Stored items
• • • •

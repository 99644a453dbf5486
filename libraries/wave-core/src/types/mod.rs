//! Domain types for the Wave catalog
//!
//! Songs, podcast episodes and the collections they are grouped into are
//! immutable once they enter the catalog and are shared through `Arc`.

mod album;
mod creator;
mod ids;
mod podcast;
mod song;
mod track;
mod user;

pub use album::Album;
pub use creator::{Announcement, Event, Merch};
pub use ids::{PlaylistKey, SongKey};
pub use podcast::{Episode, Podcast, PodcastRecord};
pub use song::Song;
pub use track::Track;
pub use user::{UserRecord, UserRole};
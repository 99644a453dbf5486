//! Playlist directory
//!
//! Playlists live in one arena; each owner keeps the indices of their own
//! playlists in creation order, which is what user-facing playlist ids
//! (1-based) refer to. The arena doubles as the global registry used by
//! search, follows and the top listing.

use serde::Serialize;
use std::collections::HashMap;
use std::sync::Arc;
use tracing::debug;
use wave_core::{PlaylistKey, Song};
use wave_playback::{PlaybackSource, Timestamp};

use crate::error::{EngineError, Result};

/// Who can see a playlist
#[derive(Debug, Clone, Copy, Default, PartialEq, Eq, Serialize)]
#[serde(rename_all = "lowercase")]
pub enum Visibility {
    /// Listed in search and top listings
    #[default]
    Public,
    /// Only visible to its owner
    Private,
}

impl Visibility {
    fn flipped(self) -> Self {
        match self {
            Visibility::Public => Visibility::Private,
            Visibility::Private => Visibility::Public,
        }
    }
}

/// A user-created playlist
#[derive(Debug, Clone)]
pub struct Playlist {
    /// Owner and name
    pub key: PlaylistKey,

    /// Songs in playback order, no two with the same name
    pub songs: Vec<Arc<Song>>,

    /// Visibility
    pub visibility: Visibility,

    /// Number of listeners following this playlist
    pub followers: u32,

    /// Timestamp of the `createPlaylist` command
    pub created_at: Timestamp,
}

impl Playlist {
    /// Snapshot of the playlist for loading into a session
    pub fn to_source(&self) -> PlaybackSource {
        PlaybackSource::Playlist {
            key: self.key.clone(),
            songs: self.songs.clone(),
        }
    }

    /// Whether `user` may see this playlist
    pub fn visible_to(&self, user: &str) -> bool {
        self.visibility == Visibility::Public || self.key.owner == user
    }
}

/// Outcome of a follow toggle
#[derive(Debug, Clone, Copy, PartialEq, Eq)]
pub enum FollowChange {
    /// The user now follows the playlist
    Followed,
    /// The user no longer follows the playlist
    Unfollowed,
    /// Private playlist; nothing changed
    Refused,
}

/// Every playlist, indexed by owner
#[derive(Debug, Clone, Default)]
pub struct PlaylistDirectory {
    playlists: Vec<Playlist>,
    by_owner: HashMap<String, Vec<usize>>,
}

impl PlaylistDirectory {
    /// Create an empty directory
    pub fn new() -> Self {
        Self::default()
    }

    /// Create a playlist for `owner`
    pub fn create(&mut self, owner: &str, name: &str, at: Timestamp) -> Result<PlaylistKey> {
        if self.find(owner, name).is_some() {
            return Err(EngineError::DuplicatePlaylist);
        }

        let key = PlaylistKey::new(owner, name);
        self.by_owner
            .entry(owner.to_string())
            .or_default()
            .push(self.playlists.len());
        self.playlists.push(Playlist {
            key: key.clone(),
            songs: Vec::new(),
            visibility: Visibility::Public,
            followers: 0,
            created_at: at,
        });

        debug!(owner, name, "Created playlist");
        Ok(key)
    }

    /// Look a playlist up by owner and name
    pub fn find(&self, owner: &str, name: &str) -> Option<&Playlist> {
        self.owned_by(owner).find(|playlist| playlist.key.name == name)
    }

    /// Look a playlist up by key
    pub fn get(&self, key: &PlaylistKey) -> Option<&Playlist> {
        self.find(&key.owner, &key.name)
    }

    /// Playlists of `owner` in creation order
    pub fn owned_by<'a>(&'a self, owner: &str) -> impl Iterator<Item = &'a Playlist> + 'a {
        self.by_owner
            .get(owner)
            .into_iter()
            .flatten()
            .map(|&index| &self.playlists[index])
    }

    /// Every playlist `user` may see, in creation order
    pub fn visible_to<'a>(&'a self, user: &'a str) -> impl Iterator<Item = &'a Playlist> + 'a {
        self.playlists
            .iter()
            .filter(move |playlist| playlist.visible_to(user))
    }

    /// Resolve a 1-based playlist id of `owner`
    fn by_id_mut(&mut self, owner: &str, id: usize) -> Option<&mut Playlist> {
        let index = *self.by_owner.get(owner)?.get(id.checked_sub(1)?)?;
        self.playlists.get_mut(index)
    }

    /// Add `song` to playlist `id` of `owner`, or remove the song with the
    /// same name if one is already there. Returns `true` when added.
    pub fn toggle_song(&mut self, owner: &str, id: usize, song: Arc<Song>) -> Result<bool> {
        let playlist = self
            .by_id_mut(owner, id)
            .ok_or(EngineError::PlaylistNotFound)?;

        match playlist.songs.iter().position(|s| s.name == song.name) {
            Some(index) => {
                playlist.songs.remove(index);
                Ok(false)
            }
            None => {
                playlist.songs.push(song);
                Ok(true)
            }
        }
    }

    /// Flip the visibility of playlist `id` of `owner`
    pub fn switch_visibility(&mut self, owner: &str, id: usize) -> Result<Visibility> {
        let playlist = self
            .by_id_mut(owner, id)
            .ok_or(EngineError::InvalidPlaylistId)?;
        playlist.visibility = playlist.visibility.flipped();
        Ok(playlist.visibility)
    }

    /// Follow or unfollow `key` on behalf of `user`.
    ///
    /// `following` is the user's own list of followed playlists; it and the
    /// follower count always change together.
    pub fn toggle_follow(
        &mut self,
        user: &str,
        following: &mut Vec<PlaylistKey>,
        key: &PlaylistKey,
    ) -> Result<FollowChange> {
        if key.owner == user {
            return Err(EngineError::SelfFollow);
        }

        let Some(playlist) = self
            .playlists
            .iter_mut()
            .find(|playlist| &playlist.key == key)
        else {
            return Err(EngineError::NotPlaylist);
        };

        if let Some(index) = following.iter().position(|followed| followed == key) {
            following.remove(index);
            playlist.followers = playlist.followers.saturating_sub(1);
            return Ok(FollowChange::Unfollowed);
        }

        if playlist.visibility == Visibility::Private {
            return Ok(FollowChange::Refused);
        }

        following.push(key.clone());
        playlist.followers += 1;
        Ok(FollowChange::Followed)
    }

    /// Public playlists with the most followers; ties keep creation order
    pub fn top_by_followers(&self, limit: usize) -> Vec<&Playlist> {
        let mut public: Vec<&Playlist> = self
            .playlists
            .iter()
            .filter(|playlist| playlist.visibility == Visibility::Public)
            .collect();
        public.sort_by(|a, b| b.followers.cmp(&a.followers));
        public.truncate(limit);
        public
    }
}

• • • •

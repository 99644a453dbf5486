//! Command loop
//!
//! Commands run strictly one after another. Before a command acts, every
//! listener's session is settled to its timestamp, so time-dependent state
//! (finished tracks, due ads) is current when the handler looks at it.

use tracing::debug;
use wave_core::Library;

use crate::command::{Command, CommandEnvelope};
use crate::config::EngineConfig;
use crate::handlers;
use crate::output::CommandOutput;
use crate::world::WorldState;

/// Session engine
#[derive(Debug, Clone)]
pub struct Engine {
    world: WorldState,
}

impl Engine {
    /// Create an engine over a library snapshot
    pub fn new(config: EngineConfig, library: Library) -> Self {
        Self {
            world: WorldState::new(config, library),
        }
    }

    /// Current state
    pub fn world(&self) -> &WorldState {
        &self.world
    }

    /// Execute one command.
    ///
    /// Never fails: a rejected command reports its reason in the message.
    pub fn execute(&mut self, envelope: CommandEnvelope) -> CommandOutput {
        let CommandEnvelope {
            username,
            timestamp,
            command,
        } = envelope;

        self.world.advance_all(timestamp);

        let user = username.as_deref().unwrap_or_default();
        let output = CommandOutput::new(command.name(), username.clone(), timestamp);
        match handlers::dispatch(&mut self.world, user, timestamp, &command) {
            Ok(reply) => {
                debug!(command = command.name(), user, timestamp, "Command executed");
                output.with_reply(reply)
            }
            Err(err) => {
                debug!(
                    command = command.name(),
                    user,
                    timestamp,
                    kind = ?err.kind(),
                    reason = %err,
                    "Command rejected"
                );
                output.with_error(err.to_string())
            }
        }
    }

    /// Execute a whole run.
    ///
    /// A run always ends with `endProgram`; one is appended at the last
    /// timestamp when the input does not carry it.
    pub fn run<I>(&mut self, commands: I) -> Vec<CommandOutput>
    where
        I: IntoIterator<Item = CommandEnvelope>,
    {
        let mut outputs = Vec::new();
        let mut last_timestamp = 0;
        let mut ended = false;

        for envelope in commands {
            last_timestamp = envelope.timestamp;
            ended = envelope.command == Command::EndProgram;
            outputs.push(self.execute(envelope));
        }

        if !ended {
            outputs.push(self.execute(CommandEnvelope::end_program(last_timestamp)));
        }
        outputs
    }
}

• • • •

Exercise directions ▸ Return exactly the lines above from the line that has "use crate::handlers;" through the line that has "CommandOutput::new(command.name(), username.clone(), timestamp);", inclusive, and nothing else.

Answer space ▸
use crate::handlers;
use crate::output::CommandOutput;
use crate::world::WorldState;

/// Session engine
#[derive(Debug, Clone)]
pub struct Engine {
    world: WorldState,
}

impl Engine {
    /// Create an engine over a library snapshot
    pub fn new(config: EngineConfig, library: Library) -> Self {
        Self {
            world: WorldState::new(config, library),
        }
    }

    /// Current state
    pub fn world(&self) -> &WorldState {
        &self.world
    }

    /// Execute one command.
    ///
    /// Never fails: a rejected command reports its reason in the message.
    pub fn execute(&mut self, envelope: CommandEnvelope) -> CommandOutput {
        let CommandEnvelope {
            username,
            timestamp,
            command,
        } = envelope;

        self.world.advance_all(timestamp);

        let user = username.as_deref().unwrap_or_default();
        let output = CommandOutput::new(command.name(), username.clone(), timestamp);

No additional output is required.